◆ TASK OBJECTIVE
Lines of the material that include the string "Some" should be returned.

◆ PROVIDED DATA
#####

//! Real terminal backend: crossterm raw mode and input decoding, with
//! the engine's own escape sequences for everything drawn.

use std::io::{self, Write};
use std::time::Duration;

use crossterm::event::{self, Event, KeyCode, KeyEventKind};
use crossterm::terminal;

use crate::error::Result;
use crate::event::{InputEvent, Key};
use crate::geometry::Size;

use super::ansi;
use super::traits::Terminal;

/// Terminal backend for a real tty.
///
/// Raw-mode toggling, size probing, and key decoding go through
/// crossterm; screen control and drawing are emitted as the exact byte
/// sequences of the engine's contract. Crossterm's event reader performs
/// the escape-sequence disambiguation for arrow keys and the bare-ESC
/// grace period.
pub struct AnsiBackend {
    entered: bool,
}

impl AnsiBackend {
    /// Create a new backend. The terminal is untouched until
    /// [`Terminal::enter`].
    pub fn new() -> Self {
        Self { entered: false }
    }
}

impl Default for AnsiBackend {
    fn default() -> Self {
        Self::new()
    }
}

impl Terminal for AnsiBackend {
    fn size(&self) -> Result<Size> {
        let (cols, rows) = terminal::size()?;
        Ok(Size::new(cols, rows))
    }

    fn enter(&mut self) -> Result<()> {
        if !self.entered {
            terminal::enable_raw_mode()?;
            io::stdout().write_all(ansi::ENTER_SEQUENCE)?;
            io::stdout().flush()?;
            self.entered = true;
        }
        Ok(())
    }

    fn leave(&mut self) -> Result<()> {
        if self.entered {
            io::stdout().write_all(ansi::LEAVE_SEQUENCE)?;
            io::stdout().flush()?;
            terminal::disable_raw_mode()?;
            self.entered = false;
        }
        Ok(())
    }

    fn write_raw(&mut self, data: &[u8]) -> Result<()> {
        io::stdout().write_all(data)?;
        Ok(())
    }

    fn flush(&mut self) -> Result<()> {
        io::stdout().flush()?;
        Ok(())
    }

    fn poll_event(&mut self, timeout: Duration) -> Result<Option<InputEvent>> {
        if !event::poll(timeout)? {
            return Ok(None);
        }
        match event::read()? {
            Event::Key(key) if matches!(key.kind, KeyEventKind::Press | KeyEventKind::Repeat) => {
                Ok(decode_key(key.code).map(InputEvent::Key))
            }
            Event::Resize(cols, rows) => Ok(Some(InputEvent::Resize(cols, rows))),
            _ => Ok(None),
        }
    }
}

impl Drop for AnsiBackend {
    fn drop(&mut self) {
        // Restores the terminal even when unwinding from a panic.
        let _ = self.leave();
    }
}

/// Map a crossterm key code onto the engine's key set.
fn decode_key(code: KeyCode) -> Option<Key> {
    match code {
        KeyCode::Char(c) => Some(Key::Char(c)),
        KeyCode::Up => Some(Key::Up),
        KeyCode::Down => Some(Key::Down),
        KeyCode::Left => Some(Key::Left),
        KeyCode::Right => Some(Key::Right),
        KeyCode::Esc => Some(Key::Escape),
        _ => None,
    }
}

#####

◆ SOLVED PROBLEM
            Event::Resize(cols, rows) => Ok(Some(InputEvent::Resize(cols, rows))),
        KeyCode::Char(c) => Some(Key::Char(c)),
        KeyCode::Up => Some(Key::Up),
        KeyCode::Down => Some(Key::Down),
        KeyCode::Left => Some(Key::Left),
        KeyCode::Right => Some(Key::Right),
        KeyCode::Esc => Some(Key::Escape),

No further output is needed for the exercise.